Exploring the potential spinal origins of motor phenotypes in ASD mouse models

Autism Spectrum Disorder (ASD) is a neurodevelopmental disease frequently characterized by movement disorders, including stereotyped repetitive hand movements, difficulties with gait, balance, and coordination, and delays in motor learning. Although all motor behaviors rely on the orderly recruitment of neurons within the brainstem and spinal cord, no studies have investigated the potential contributions of spinal neural circuit defects to ASD motor phenotypes. In this pilot project, the investigators will use cell type-restricted genetic manipulations, transcriptomic, circuit, and behavioral assays in mouse models to explore the role of ASD risk genes in the development and function of spinal motor circuits.
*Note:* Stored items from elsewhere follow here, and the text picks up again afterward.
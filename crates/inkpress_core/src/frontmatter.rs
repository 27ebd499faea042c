//! Front-matter extraction and parsing.
//!
//! # Responsibility
//! - Split a corpus document into its metadata block and markdown body.
//! - Parse both recognized header syntaxes into one `FrontMatter` shape.
//!
//! # Invariants
//! - A document uses exactly one syntax: `---` (YAML) or `+++` (TOML).
//! - Missing or unterminated front-matter is an error, never a default.
//! - Unknown metadata keys are ignored.

use crate::model::post::FrontMatter;
use chrono::{DateTime, NaiveDate};
use serde::Deserialize;
use std::error::Error;
use std::fmt::{Display, Formatter};

const YAML_DELIMITER: &str = "---";
const TOML_DELIMITER: &str = "+++";

/// Result type for front-matter APIs.
pub type FrontMatterResult<T> = Result<T, FrontMatterError>;

/// Front-matter syntax detected from the opening delimiter line.
#[derive(Debug, Clone, Copy, PartialEq, Eq)]
pub enum Syntax {
    /// `---` delimited YAML block.
    Yaml,
    /// `+++` delimited TOML block.
    Toml,
}

impl Syntax {
    fn delimiter(self) -> &'static str {
        match self {
            Self::Yaml => YAML_DELIMITER,
            Self::Toml => TOML_DELIMITER,
        }
    }
}

/// Errors raised while extracting or parsing a metadata block.
#[derive(Debug)]
pub enum FrontMatterError {
    /// Document does not start with a recognized delimiter line.
    Missing,
    /// Opening delimiter found but no matching close.
    Unterminated { syntax: Syntax },
    /// YAML block failed to deserialize.
    Yaml(serde_yaml::Error),
    /// TOML block failed to deserialize.
    Toml(toml::de::Error),
    /// Required `title` field is absent.
    MissingTitle,
    /// Required `date` field is absent.
    MissingDate,
    /// `date` value is neither `YYYY-MM-DD` nor RFC 3339.
    InvalidDate { raw: String },
}

impl Display for FrontMatterError {
    fn fmt(&self, f: &mut Formatter<'_>) -> std::fmt::Result {
        match self {
            Self::Missing => write!(
                f,
                "document has no front-matter block; expected `---` or `+++` on the first line"
            ),
            Self::Unterminated { syntax } => write!(
                f,
                "front-matter block opened with `{}` is never closed",
                syntax.delimiter()
            ),
            Self::Yaml(err) => write!(f, "invalid YAML front-matter: {err}"),
            Self::Toml(err) => write!(f, "invalid TOML front-matter: {err}"),
            Self::MissingTitle => write!(f, "front-matter is missing required field `title`"),
            Self::MissingDate => write!(f, "front-matter is missing required field `date`"),
            Self::InvalidDate { raw } => write!(
                f,
                "invalid front-matter date `{raw}`; expected YYYY-MM-DD or RFC 3339"
            ),
        }
    }
}

impl Error for FrontMatterError {
    fn source(&self) -> Option<&(dyn Error + 'static)> {
        match self {
            Self::Yaml(err) => Some(err),
            Self::Toml(err) => Some(err),
            _ => None,
        }
    }
}

/// Extracted but not yet parsed metadata block.
#[derive(Debug, Clone, PartialEq, Eq)]
pub struct RawBlock<'doc> {
    /// Detected header syntax.
    pub syntax: Syntax,
    /// Block text between the delimiter lines.
    pub text: &'doc str,
}

/// Splits a document into its metadata block and body.
///
/// The opening delimiter must be the first line of the document. The body
/// starts immediately after the closing delimiter line.
///
/// # Errors
/// - `Missing` when the first line is not a recognized delimiter.
/// - `Unterminated` when no closing delimiter line exists.
pub fn extract(content: &str) -> FrontMatterResult<(RawBlock<'_>, &str)> {
    let first_line_end = content.find('\n').unwrap_or(content.len());
    let first_line = content[..first_line_end].trim_end_matches('\r');

    let syntax = match first_line {
        YAML_DELIMITER => Syntax::Yaml,
        TOML_DELIMITER => Syntax::Toml,
        _ => return Err(FrontMatterError::Missing),
    };

    let rest = if first_line_end < content.len() {
        &content[first_line_end + 1..]
    } else {
        ""
    };

    let mut offset = 0;
    for line in rest.split_inclusive('\n') {
        let trimmed = line.trim_end_matches(['\n', '\r']);
        if trimmed == syntax.delimiter() {
            let block = RawBlock {
                syntax,
                text: &rest[..offset],
            };
            let body = &rest[offset + line.len()..];
            return Ok((block, body));
        }
        offset += line.len();
    }

    Err(FrontMatterError::Unterminated { syntax })
}

/// Parses a full document into validated metadata and body.
///
/// # Errors
/// - Extraction errors per [`extract`].
/// - Deserialization errors for the detected syntax.
/// - `MissingTitle`/`MissingDate`/`InvalidDate` for required fields.
pub fn parse(content: &str) -> FrontMatterResult<(FrontMatter, String)> {
    let (block, body) = extract(content)?;
    let meta = match block.syntax {
        Syntax::Yaml => parse_yaml_block(block.text)?,
        Syntax::Toml => parse_toml_block(block.text)?,
    };
    Ok((meta, body.to_string()))
}

// Raw shapes keep every field optional so that required-field errors come
// from this module, not from serde's less targeted messages.

#[derive(Debug, Default, Deserialize)]
struct YamlHeader {
    #[serde(default)]
    title: Option<String>,
    #[serde(default)]
    date: Option<String>,
    #[serde(default)]
    draft: Option<bool>,
    #[serde(default)]
    toc: Option<bool>,
    #[serde(default)]
    math: Option<bool>,
    #[serde(default)]
    images: Option<Vec<String>>,
    #[serde(default)]
    tags: Option<Vec<String>>,
}

#[derive(Debug, Default, Deserialize)]
struct TomlHeader {
    #[serde(default)]
    title: Option<String>,
    /// TOML allows both bare datetimes and quoted strings here.
    #[serde(default)]
    date: Option<toml::Value>,
    #[serde(default)]
    draft: Option<bool>,
    #[serde(default)]
    toc: Option<bool>,
    #[serde(default)]
    math: Option<bool>,
    #[serde(default)]
    images: Option<Vec<String>>,
    #[serde(default)]
    tags: Option<Vec<String>>,
}

fn parse_yaml_block(text: &str) -> FrontMatterResult<FrontMatter> {
    let header: YamlHeader = serde_yaml::from_str(text).map_err(FrontMatterError::Yaml)?;
    assemble(
        header.title,
        header.date,
        header.draft,
        header.toc,
        header.math,
        header.images,
        header.tags,
    )
}

fn parse_toml_block(text: &str) -> FrontMatterResult<FrontMatter> {
    let header: TomlHeader = toml::from_str(text).map_err(FrontMatterError::Toml)?;
    let date = match header.date {
        Some(toml::Value::String(raw)) => Some(raw),
        Some(toml::Value::Datetime(datetime)) => Some(datetime.to_string()),
        Some(other) => {
            return Err(FrontMatterError::InvalidDate {
                raw: other.to_string(),
            })
        }
        None => None,
    };
    assemble(
        header.title,
        date,
        header.draft,
        header.toc,
        header.math,
        header.images,
        header.tags,
    )
}

fn assemble(
    title: Option<String>,
    date: Option<String>,
    draft: Option<bool>,
    toc: Option<bool>,
    math: Option<bool>,
    images: Option<Vec<String>>,
    tags: Option<Vec<String>>,
) -> FrontMatterResult<FrontMatter> {
    let title = title.ok_or(FrontMatterError::MissingTitle)?;
    let raw_date = date.ok_or(FrontMatterError::MissingDate)?;
    let date = parse_date(&raw_date)?;

    Ok(FrontMatter {
        title,
        date,
        draft: draft.unwrap_or(false),
        toc: toc.unwrap_or(false),
        math: math.unwrap_or(false),
        images: images.unwrap_or_default(),
        tags: tags.unwrap_or_default(),
    })
}

/// Parses `YYYY-MM-DD` or a full RFC 3339 timestamp, keeping the date part.
fn parse_date(raw: &str) -> FrontMatterResult<NaiveDate> {
    let trimmed = raw.trim();
    if let Ok(date) = NaiveDate::parse_from_str(trimmed, "%Y-%m-%d") {
        return Ok(date);
    }
    if let Ok(datetime) = DateTime::parse_from_rfc3339(trimmed) {
        return Ok(datetime.date_naive());
    }
    Err(FrontMatterError::InvalidDate {
        raw: trimmed.to_string(),
    })
}

#[cfg(test)]
mod tests {
    use super::{extract, parse, parse_date, FrontMatterError, Syntax};

    #[test]
    fn extract_detects_yaml_and_returns_body() {
        let doc = "---\ntitle: x\n---\nbody line\n";
        let (block, body) = extract(doc).expect("yaml block should extract");
        assert_eq!(block.syntax, Syntax::Yaml);
        assert_eq!(block.text, "title: x\n");
        assert_eq!(body, "body line\n");
    }

    #[test]
    fn extract_detects_toml_delimiter() {
        let doc = "+++\ntitle = \"x\"\n+++\nbody";
        let (block, body) = extract(doc).expect("toml block should extract");
        assert_eq!(block.syntax, Syntax::Toml);
        assert_eq!(body, "body");
    }

    #[test]
    fn extract_rejects_document_without_header() {
        let err = extract("# just markdown\n").expect_err("must be missing");
        assert!(matches!(err, FrontMatterError::Missing));
    }

    #[test]
    fn extract_rejects_unterminated_block() {
        let err = extract("---\ntitle: x\nno close").expect_err("must be unterminated");
        assert!(matches!(
            err,
            FrontMatterError::Unterminated {
                syntax: Syntax::Yaml
            }
        ));
    }

    #[test]
    fn parse_yaml_defaults_optional_fields() {
        let doc = "---\ntitle: Hello\ndate: 2024-06-01\n---\nbody";
        let (meta, body) = parse(doc).expect("should parse");
        assert_eq!(meta.title, "Hello");
        assert!(!meta.draft);
        assert!(!meta.math);
        assert!(meta.images.is_empty());
        assert_eq!(body, "body");
    }

    #[test]
    fn parse_toml_accepts_bare_datetime() {
        let doc = "+++\ntitle = \"Hello\"\ndate = 2024-06-01\ndraft = true\n+++\nbody";
        let (meta, _) = parse(doc).expect("should parse");
        assert_eq!(meta.date.to_string(), "2024-06-01");
        assert!(meta.draft);
    }

    #[test]
    fn parse_toml_accepts_quoted_rfc3339_date() {
        let doc = "+++\ntitle = \"Hello\"\ndate = \"2023-11-05T08:30:00Z\"\n+++\n";
        let (meta, _) = parse(doc).expect("should parse");
        assert_eq!(meta.date.to_string(), "2023-11-05");
    }

    #[test]
    fn parse_rejects_missing_required_fields() {
        let err = parse("---\ndraft: true\n---\n").expect_err("title missing");
        assert!(matches!(err, FrontMatterError::MissingTitle));

        let err = parse("---\ntitle: x\n---\n").expect_err("date missing");
        assert!(matches!(err, FrontMatterError::MissingDate));
    }

    #[test]
    fn parse_ignores_unknown_keys() {
        let doc = "---\ntitle: x\ndate: 2024-01-02\nseries: experiments\n---\n";
        assert!(parse(doc).is_ok());
    }

    #[test]
    fn parse_date_handles_both_accepted_forms() {
        assert!(parse_date("2024-06-01").is_ok());
        assert!(parse_date("2024-06-01T10:30:00+02:00").is_ok());
        assert!(parse_date("June 1, 2024").is_err());
    }
}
They will focus on two genes that cause ASD phenotypes or ASD-related motor symptoms when mutated in humans – Chd8 and Mecp2. Both genes encode nuclear proteins that are essential for the regulation of gene expression in mammals and are abundantly expressed in developing spinal neurons. The researchers will assess the function of Chd8 and Mecp2 in establishing the molecular signatures of spinal neuron classes during mouse embryonic development, postnatal stages, and in the mature nervous system. Examination of changes in gene expression and genomic accessibility in mouse models will be explored, using RNA sequencing (RNAseq) and Assay for Transposase-Accessible Chromatin through sequencing (ATACseq). These assays will explore the hypothesis that mutation in ASD-risk genes leads to changes in spinal neuron gene expression and chromatin structure. In parallel, the researchers will investigate the behavioral consequences and changes in the synaptic inputs to spinal motor neurons after deletion of ASD-associated genes in mice. A battery of motor behavioral tests will be performed on early postnatal (e.g. ambulation, surface righting, negative geotaxis, limb suspension, cliff aversion) and in adult animals (e.g. rotarod, grip strength, beam crossing). Quantitative analyses of limb muscle strength during locomotion will also be examined by electromyography (EMG). Circuit-level changes will be investigated by examining the distribution and number of premotor synaptic inputs onto spinal motor neurons. Collectively, these pilot studies seek to provide foundational data to examine the function of ASD-risk genes in the development and function spinal motor circuits.